The mechanism that links Paneth cells to necrotizing enterocolitis remains unclear, but it has been theorized that a bloom of Proteobacteria and, more specifically, Enterobacteriaceae species precedes the development of the condition. When an inflammation then subsequently occurs, nitrates can be fermented by Enterobacteriaceae sp. but not by obligate anaerobes, which cannot use nitrates as a growth substrate. Thus, Proteobacteria are able to use this selective pressure to out-compete the obligate anaerobic Firmicutes and Bacteroidetes, resulting in their overgrowth and consequent dysbiosis.

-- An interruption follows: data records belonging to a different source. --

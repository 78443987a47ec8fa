//! Error handling for staging.
//!
//! Each component reports its own typed error ([`ResolutionError`],
//! [`TemplateError`], [`ValidationError`], ...). The staging driver wraps them
//! in [`StagingError`], and the command-line front ends turn whatever reached
//! them into an [`ErrorContext`] with [`user_friendly_error`]: the error, some
//! details and a suggestion, printed in colour.
//!
//! # Error Handling Patterns
//!
//! ```rust,no_run
//! use nginx_buildpack::core::user_friendly_error;
//!
//! fn stage() -> anyhow::Result<()> {
//!     anyhow::bail!("Failed to read file: /tmp/app/nginx.conf")
//! }
//!
//! if let Err(e) = stage() {
//!     user_friendly_error(e).display();
//!     std::process::exit(1);
//! }
//! ```

use colored::Colorize;
use std::fmt;
use thiserror::Error;

use crate::templating::{ServiceLookupError, TemplateError};
use crate::validation::ValidationError;
use crate::version::ResolutionError;

/// Failure of a staging run.
///
/// Nothing is retried: the first failing step ends the run with one of these.
#[derive(Error, Debug)]
pub enum StagingError {
    /// The requested version could not be resolved.
    #[error("Could not determine version: {0}")]
    Resolution(#[from] ResolutionError),

    /// The application's `nginx.conf` was rejected.
    #[error("Could not validate nginx.conf: {0}")]
    Validation(#[from] ValidationError),

    /// A template could not be rendered outside validation (`varify`, `render`).
    #[error(transparent)]
    Template(#[from] TemplateError),

    /// A file system, process or collaborator failure in step `step`.
    #[error("Could not {step}: {source:#}")]
    Step {
        step: &'static str,
        #[source]
        source: anyhow::Error,
    },
}

impl StagingError {
    /// Wrap a collaborator failure with the step it interrupted.
    pub fn step(step: &'static str) -> impl FnOnce(anyhow::Error) -> Self {
        move |source| Self::Step {
            step,
            source,
        }
    }
}

/// An error prepared for display: the message plus optional details and a
/// suggestion for fixing it.
#[derive(Debug, Clone, PartialEq, Eq)]
pub struct ErrorContext {
    pub error: String,
    pub suggestion: Option<String>,
    pub details: Option<String>,
}

impl ErrorContext {
    pub fn new(error: impl Into<String>) -> Self {
        Self {
            error: error.into(),
            suggestion: None,
            details: None,
        }
    }

    /// Add a suggestion for resolving the error.
    #[must_use]
    pub fn with_suggestion(mut self, suggestion: impl Into<String>) -> Self {
        self.suggestion = Some(suggestion.into());
        self
    }

    /// Add details explaining the error.
    #[must_use]
    pub fn with_details(mut self, details: impl Into<String>) -> Self {
        self.details = Some(details.into());
        self
    }

    /// Print to stderr: error in red, details in yellow, suggestion in green.
    pub fn display(&self) {
        eprintln!("{}: {}", "error".red().bold(), self.error);

        if let Some(details) = &self.details {
            eprintln!("{}: {}", "details".yellow(), details);
        }

        if let Some(suggestion) = &self.suggestion {
            eprintln!("{}: {}", "suggestion".green(), suggestion);
        }
    }
}

impl fmt::Display for ErrorContext {
    fn fmt(&self, f: &mut fmt::Formatter<'_>) -> fmt::Result {
        write!(f, "{}", self.error)?;

        if let Some(details) = &self.details {
            write!(f, "\nDetails: {details}")?;
        }

        if let Some(suggestion) = &self.suggestion {
            write!(f, "\nSuggestion: {suggestion}")?;
        }

        Ok(())
    }
}

impl std::error::Error for ErrorContext {}

/// Convert any error into an [`ErrorContext`] with guidance for the user.
///
/// The whole error chain is searched for the typed errors this crate
/// produces; the first recognised one decides the suggestion. Anything else
/// is reported with its full chain and no suggestion.
#[must_use]
pub fn user_friendly_error(error: anyhow::Error) -> ErrorContext {
    let message = format!("{error:#}");

    for cause in error.chain() {
        if let Some(staging) = cause.downcast_ref::<StagingError>() {
            match staging {
                StagingError::Resolution(e) => return resolution_context(message, e),
                StagingError::Validation(e) => return validation_context(message, e),
                StagingError::Template(e) => return template_context(message, e),
                StagingError::Step {
                    ..
                } => continue,
            }
        }
        if let Some(e) = cause.downcast_ref::<ResolutionError>() {
            return resolution_context(message, e);
        }
        if let Some(e) = cause.downcast_ref::<ValidationError>() {
            return validation_context(message, e);
        }
        if let Some(e) = cause.downcast_ref::<TemplateError>() {
            return template_context(message, e);
        }
        if let Some(e) = cause.downcast_ref::<ServiceLookupError>() {
            return ErrorContext::new(message)
                .with_details(e.to_string())
                .with_suggestion("Check the service bindings in VCAP_SERVICES");
        }
        if let Some(e) = cause.downcast_ref::<serde_yaml::Error>() {
            return ErrorContext::new(message)
                .with_details(e.to_string())
                .with_suggestion("Check the YAML syntax of buildpack.yml and manifest.yml");
        }
        if let Some(e) = cause.downcast_ref::<std::io::Error>() {
            match e.kind() {
                std::io::ErrorKind::PermissionDenied => {
                    return ErrorContext::new(message)
                        .with_suggestion("Check file ownership and permissions of the staging directories");
                }
                std::io::ErrorKind::NotFound => {
                    return ErrorContext::new(message)
                        .with_suggestion("Check that the file or directory exists and the path is correct");
                }
                _ => {}
            }
        }
    }

    ErrorContext::new(message)
}

fn resolution_context(message: String, error: &ResolutionError) -> ErrorContext {
    let context = ErrorContext::new(message);
    match error {
        ResolutionError::NoMainlineAlias => context
            .with_details("Without a requested version the mainline line is used")
            .with_suggestion("Add a 'mainline' entry under version_lines in manifest.yml"),
        ResolutionError::InvalidConstraint {
            ..
        } => context.with_suggestion(
            "Use a version such as 1.25.3, a wildcard such as 1.25.x, or a version line name",
        ),
        ResolutionError::NoMatchingVersion {
            ..
        } => {
            let context = context.with_suggestion(
                "Set nginx.version in buildpack.yml to one of the available versions or lines",
            );
            match error.available_listing() {
                Some(listing) => {
                    context.with_details(format!("Available versions: {}", listing.join(", ")))
                }
                None => context,
            }
        }
    }
}

fn validation_context(message: String, error: &ValidationError) -> ErrorContext {
    let context = ErrorContext::new(message);
    match error {
        ValidationError::NotFound {
            ..
        } => context.with_suggestion("nginx.conf file must be present at the app root"),
        ValidationError::NoPortPlaceholder {
            ..
        } => context
            .with_details("The platform assigns the port at launch")
            .with_suggestion("nginx.conf file must be configured to respect the value of `{{port}}`, e.g. `listen {{port}};`"),
        ValidationError::Render {
            source,
            ..
        } => template_context(context.error, source),
        ValidationError::SyntaxError {
            diagnostics,
        } => context
            .with_details(diagnostics.clone())
            .with_suggestion("Fix the directives reported by `nginx -t` above"),
        ValidationError::Io {
            ..
        } => context,
    }
}

fn template_context(message: String, error: &TemplateError) -> ErrorContext {
    let context = ErrorContext::new(message);
    match error {
        TemplateError::Parse {
            ..
        } => context.with_suggestion(
            "Check template syntax: directives look like {{port}}, {{ env(name=\"VAR\") }} or {{ module(name=\"ngx_stream_module\") }}",
        ),
        TemplateError::Exec {
            ..
        } => context.with_suggestion(
            "Check that every variable and service binding referenced by the template exists",
        ),
    }
}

The process is thought to begin when the premature infant is exposed to foreign antigens via formula feeding. Inflammatory cytokines are subsequently released, creating a more aerobic state leading to a competitive advantage for Proteobacteria. As the microbiome becomes more dysbiotic, anti-inflammatory mechanisms weaken, which contributes to a cycle of increasing intestinal inflammation. The inflammation leads to a further loss in Paneth cells density and function, resulting in the impairment of AMP secretion and the destruction of the stem cell niche.

=== Non-alcoholic fatty liver disease ===
Whereas the role of Paneth cells in irritable bowel syndrome and Crohn's disease has received ample attention, relatively little is known about the effect Panth cell impairment has on the pathogenesis of non-alcoholic steato-hepatitis or non-alcoholic fatty liver disease.

Murine models indicate that obesity may decrease the secretion of α-defensin from Paneth cells, leading to dysbiosis. and at least one murine model suggests that when α-defensin levels in the intestinal lumen are restored by intravenous administration of R-Spondin1 to induce Paneth cell regeneration, liver fibrosis is ameliorated as a result of the dysbiosis resolving. It is hypothesized that selective microbicidal activities, as well as increasing Muribaculaceae and decreasing Harryflintia, contribute to amelioration in fibrogenesis.

One study described the injection of dithizone, which can disrupt cell granulates, into mice that were fed a high-fat diet in order to identify Paneth-cell-oriented microbial alterations. The application of dithizone improved high-fat diet glucose intolerance and insulin resistance and was associated with an alleviation in the severity of liver steatosis in HFD mice, possibly through gut microbiome modulation involving the increase in Bacteroides. It has therefore been suggested that microbiome-targeted therapies may have a role in the treatment of non-alcoholic fatty liver disease.

Further research is needed to elucidate the connection between Paneth cells and the gut-liver-axis.